What to produce: Using the data that follows, report how many lines include "object"; output no other text.

Data supplied:
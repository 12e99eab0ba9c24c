//! Shared helpers: input limits, the error taxonomy, and report formatting.

pub mod format;
pub mod validation;
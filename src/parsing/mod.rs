//! Parsers for the two documents being reconciled.
//!
//! This module provides parsers for:
//!
//! - **TPF files**: Tiling paths, one timeline of components and gaps per scaffold
//! - **PretextView AGP files**: Curated chromosome layouts with optional tags
//!
//! ## Example
//!
//! ```rust
//! use pretext_tpf::parsing::tpf::parse_tpf_text;
//! use pretext_tpf::utils::validation::ErrorCollector;
//!
//! let tpf = "?\tscaffold_1:1-1000\tscaffold_1\tPLUS\n\
//!            GAP\tTYPE-2\t200\n\
//!            ?\tscaffold_1:1201-2000\tscaffold_1\tPLUS\n";
//!
//! let mut errors = ErrorCollector::new();
//! let path = parse_tpf_text(tpf, 32768, &mut errors).unwrap();
//! assert_eq!(path.total_bases, 1800);
//! assert!(errors.is_empty());
//! ```
//!
//! ## AGP Columns
//!
//! | Column | Field | Used for |
//! |--------|-------|----------|
//! | 1 | object (chromosome) | grouping, output naming |
//! | 2-3 | object start/end | fragment-size filter |
//! | 5 | component type | `U`/`N` rows are gaps and skipped |
//! | 6 | scaffold | link to the TPF timeline |
//! | 7-8 | scaffold start/end | break coordinates |
//! | 9 | orientation | reversal |
//! | 10+ | tags | `HAPLOTIG`, `UNLOC`, `X`, `Y`, `Z`, `W` |

use thiserror::Error;

pub mod agp;
pub mod tpf;

#[derive(Error, Debug)]
pub enum ParseError {
    #[error("IO error: {0}")]
    Io(#[from] std::io::Error),

    #[error("Invalid format: {0}")]
    InvalidFormat(String),

    #[error("Too many records: {0} exceeds maximum allowed (1000000)")]
    TooManyRecords(usize),
}

/// Parse a non-negative coordinate field, naming the line on failure
pub(crate) fn parse_coordinate(field: &str, line_num: usize) -> Result<u64, ParseError> {
    field.trim().parse().map_err(|_| {
        ParseError::InvalidFormat(format!("Invalid coordinate on line {line_num}: '{field}'"))
    })
}
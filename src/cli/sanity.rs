//! External TPF sanity validator.
//!
//! The validator is any program that takes a TPF path as its last argument.
//! A run fails if the program exits non-zero or prints a line mentioning an
//! error or failure.

use std::path::Path;
use std::process::Command;

use tracing::{debug, info};

/// Run `command` (whitespace-split) with `tpf` appended as the last argument
///
/// # Errors
///
/// Returns an error if the command is empty, cannot be started, exits
/// non-zero, or reports an error or failure in its output.
pub fn check_tpf(command: &str, tpf: &Path) -> anyhow::Result<()> {
    let mut parts = command.split_whitespace();
    let program = parts
        .next()
        .ok_or_else(|| anyhow::anyhow!("Sanity command is empty"))?;

    info!("Checking {} sanity...", tpf.display());
    let output = Command::new(program)
        .args(parts)
        .arg(tpf)
        .output()
        .map_err(|e| anyhow::anyhow!("Failed to run sanity command '{program}': {e}"))?;

    let stdout = String::from_utf8_lossy(&output.stdout);
    let stderr = String::from_utf8_lossy(&output.stderr);
    for line in stdout.lines() {
        debug!("{line}");
    }

    if !output.status.success() {
        anyhow::bail!(
            "Sanity check of {} failed ({}):\n{}{}",
            tpf.display(),
            output.status,
            stdout,
            stderr
        );
    }

    let failures: Vec<&str> = stdout
        .lines()
        .chain(stderr.lines())
        .filter(|line| reports_failure(line))
        .collect();
    if !failures.is_empty() {
        anyhow::bail!(
            "Sanity check of {} reported problems:\n{}",
            tpf.display(),
            failures.join("\n")
        );
    }

    Ok(())
}

fn reports_failure(line: &str) -> bool {
    let lower = line.to_lowercase();
    lower.contains("error") || lower.contains("fail")
}

#[cfg(all(test, unix))]
mod tests {
    use super::*;

    #[test]
    fn test_passing_command() {
        assert!(check_tpf("true", Path::new("assembly.tpf")).is_ok());
    }

    #[test]
    fn test_non_zero_exit_fails() {
        assert!(check_tpf("false", Path::new("assembly.tpf")).is_err());
    }

    #[test]
    fn test_error_output_fails() {
        let result = check_tpf("echo ERROR: bad gap in", Path::new("assembly.tpf"));
        let message = result.unwrap_err().to_string();
        assert!(message.contains("ERROR: bad gap in assembly.tpf"));
    }

    #[test]
    fn test_clean_output_passes() {
        assert!(check_tpf("echo checked", Path::new("assembly.tpf")).is_ok());
    }

    #[test]
    fn test_empty_command() {
        assert!(check_tpf("   ", Path::new("assembly.tpf")).is_err());
    }

    #[test]
    fn test_reports_failure() {
        assert!(reports_failure("Validation FAILED"));
        assert!(reports_failure("error on line 3"));
        assert!(!reports_failure("all good"));
    }
}
//! Command-line interface for pretext-tpf.
//!
//! This module implements the CLI using clap. Available commands:
//!
//! - **curate**: Fit a TPF to a PretextView AGP and write the corrected TPF
//! - **check**: Dry run; report discrepancies and validation errors only
//!
//! ## Usage
//!
//! ```text
//! # Write rapid_prtxt.tpf, haps_rapid_prtxt.tpf and dividers.tsv
//! pretext-tpf curate assembly.tpf curated.pretext.agp
//!
//! # Choose output names and validate both TPFs with an external checker
//! pretext-tpf curate assembly.tpf curated.agp -o fixed.tpf --sanity-cmd "perl check_tpf.pl"
//!
//! # JSON statistics for scripting
//! pretext-tpf curate assembly.tpf curated.agp --format json
//!
//! # Look before you leap
//! pretext-tpf check assembly.tpf curated.agp
//! ```

use clap::{Parser, Subcommand};

use crate::core::record::Gap;
use crate::core::timeline::DEFAULT_TEXEL_DIVISOR;
use crate::curation::breaks::DEFAULT_NETSIZE;
use crate::curation::chunks::DEFAULT_CORE_CONTRACTION;
use crate::curation::{CurationConfig, DEFAULT_PREFIX};
use crate::parsing::agp::{FragmentFilter, DEFAULT_LARGE_FRAGMENT_TEXELS, DEFAULT_LOW_CUTOFF};
use crate::utils::validation::ErrorRecord;

pub mod check;
pub mod curate;
pub mod sanity;

#[derive(Parser)]
#[command(name = "pretext-tpf")]
#[command(author = "Fulcrum Genomics")]
#[command(version)]
#[command(about = "Fit an assembly TPF to a PretextView-curated AGP")]
#[command(
    long_about = "pretext-tpf takes the TPF of an assembly and the AGP saved from a PretextView curation session, and rebuilds the TPF to match the curated layout.\n\nIt:\n- Snaps approximate AGP breaks to exact TPF component boundaries\n- Reorders and reorients the resulting pieces into chromosomes\n- Separates haplotigs, names unlocs and sex chromosomes from AGP tags\n- Refuses to write anything when the curation has tagging or coordinate errors"
)]
pub struct Cli {
    #[command(subcommand)]
    pub command: Commands,

    /// Enable verbose output
    #[arg(short, long, global = true)]
    pub verbose: bool,

    /// Output format
    #[arg(short, long, global = true, default_value = "text")]
    pub format: OutputFormat,
}

#[derive(Subcommand)]
pub enum Commands {
    /// Rebuild a TPF to match a PretextView AGP
    Curate(curate::CurateArgs),

    /// Report what curate would do without writing anything
    Check(check::CheckArgs),
}

/// Tunables shared by every command that runs the reconciliation
#[derive(clap::Args, Debug, Clone)]
pub struct TuningArgs {
    /// Number of texels across the PretextView map
    #[arg(long, default_value_t = DEFAULT_TEXEL_DIVISOR)]
    pub texel_divisor: u64,

    /// Break matching tolerance, in texels
    #[arg(long, default_value_t = DEFAULT_NETSIZE)]
    pub netsize: f64,

    /// AGP fragments larger than this many texels are always kept
    #[arg(long, default_value_t = DEFAULT_LARGE_FRAGMENT_TEXELS)]
    pub large_fragment_texels: f64,

    /// Texels below a scaffold's smallest component a fragment may be and still be kept
    #[arg(long, default_value_t = DEFAULT_LOW_CUTOFF)]
    pub low_cutoff: f64,

    /// Fraction used to contract TPF chunks before matching them to AGP ranges
    #[arg(long, default_value_t = DEFAULT_CORE_CONTRACTION)]
    pub core_contraction: f64,

    /// Prefix for output chromosome names
    #[arg(long, default_value = DEFAULT_PREFIX)]
    pub prefix: String,
}

impl TuningArgs {
    pub fn config(&self) -> CurationConfig {
        CurationConfig {
            texel_divisor: self.texel_divisor,
            filter: FragmentFilter {
                large_fragment_texels: self.large_fragment_texels,
                low_cutoff: self.low_cutoff,
            },
            netsize: self.netsize,
            core_contraction: self.core_contraction,
            prefix: self.prefix.clone(),
            join_gap: Gap::new("TYPE-2", 200),
        }
    }
}

#[derive(Clone, Copy, Debug, clap::ValueEnum)]
pub enum OutputFormat {
    Text,
    Json,
    Tsv,
}

/// Print fatal records the way curators are used to reading them
pub(crate) fn print_fatal(records: &[ErrorRecord]) {
    eprintln!("\n{}", "=".repeat(60));
    eprintln!("ERRORS");
    for record in records {
        eprintln!("\n{record}");
    }
    eprintln!("{}", "=".repeat(60));
}
use indexmap::IndexMap;

use crate::core::record::{Component, TpfRecord};

/// Default number of texels across a PretextView map
pub const DEFAULT_TEXEL_DIVISOR: u64 = 32_768;

/// The ordered TPF lines belonging to one scaffold
#[derive(Debug, Clone, PartialEq, Eq)]
pub struct Timeline {
    pub scaffold: String,
    pub records: Vec<TpfRecord>,
}

impl Timeline {
    pub fn new(scaffold: impl Into<String>) -> Self {
        Self {
            scaffold: scaffold.into(),
            records: Vec::new(),
        }
    }

    pub fn components(&self) -> impl Iterator<Item = &Component> {
        self.records.iter().filter_map(TpfRecord::as_component)
    }

    /// Highest component end coordinate, i.e. the natural end of the scaffold
    pub fn max_end(&self) -> Option<u64> {
        self.components().map(|c| c.end).max()
    }

    /// Shortest component, measured as `end - start`
    pub fn min_component_span(&self) -> Option<u64> {
        self.components()
            .map(|c| c.end.saturating_sub(c.start))
            .min()
    }

    pub fn total_length(&self) -> u64 {
        self.components().map(Component::length).sum()
    }
}

/// A parsed TPF: one timeline per scaffold in file order, plus the texel size
#[derive(Debug, Clone)]
pub struct TilingPath {
    pub timelines: IndexMap<String, Timeline>,

    /// Total bases across all components
    pub total_bases: u64,

    /// Size of one PretextView texel in bases; never less than 1
    pub texel: u64,
}

impl TilingPath {
    #[must_use]
    pub fn new(timelines: IndexMap<String, Timeline>, texel_divisor: u64) -> Self {
        let total_bases = timelines.values().map(Timeline::total_length).sum();
        let texel = texel_size(total_bases, texel_divisor);
        Self {
            timelines,
            total_bases,
            texel,
        }
    }

    pub fn get(&self, scaffold: &str) -> Option<&Timeline> {
        self.timelines.get(scaffold)
    }

    pub fn contains(&self, scaffold: &str) -> bool {
        self.timelines.contains_key(scaffold)
    }

    pub fn max_end(&self, scaffold: &str) -> Option<u64> {
        self.get(scaffold).and_then(Timeline::max_end)
    }

    /// All components in file order
    pub fn components(&self) -> impl Iterator<Item = &Component> {
        self.timelines.values().flat_map(Timeline::components)
    }

    pub fn len(&self) -> usize {
        self.timelines.len()
    }

    pub fn is_empty(&self) -> bool {
        self.timelines.is_empty()
    }
}

/// `round(total / divisor)`, clamped to at least one base
#[allow(clippy::cast_precision_loss, clippy::cast_possible_truncation, clippy::cast_sign_loss)]
pub fn texel_size(total_bases: u64, divisor: u64) -> u64 {
    if divisor == 0 {
        return 1;
    }
    let texel = (total_bases as f64 / divisor as f64).round() as u64;
    texel.max(1)
}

Result of the exercise: 2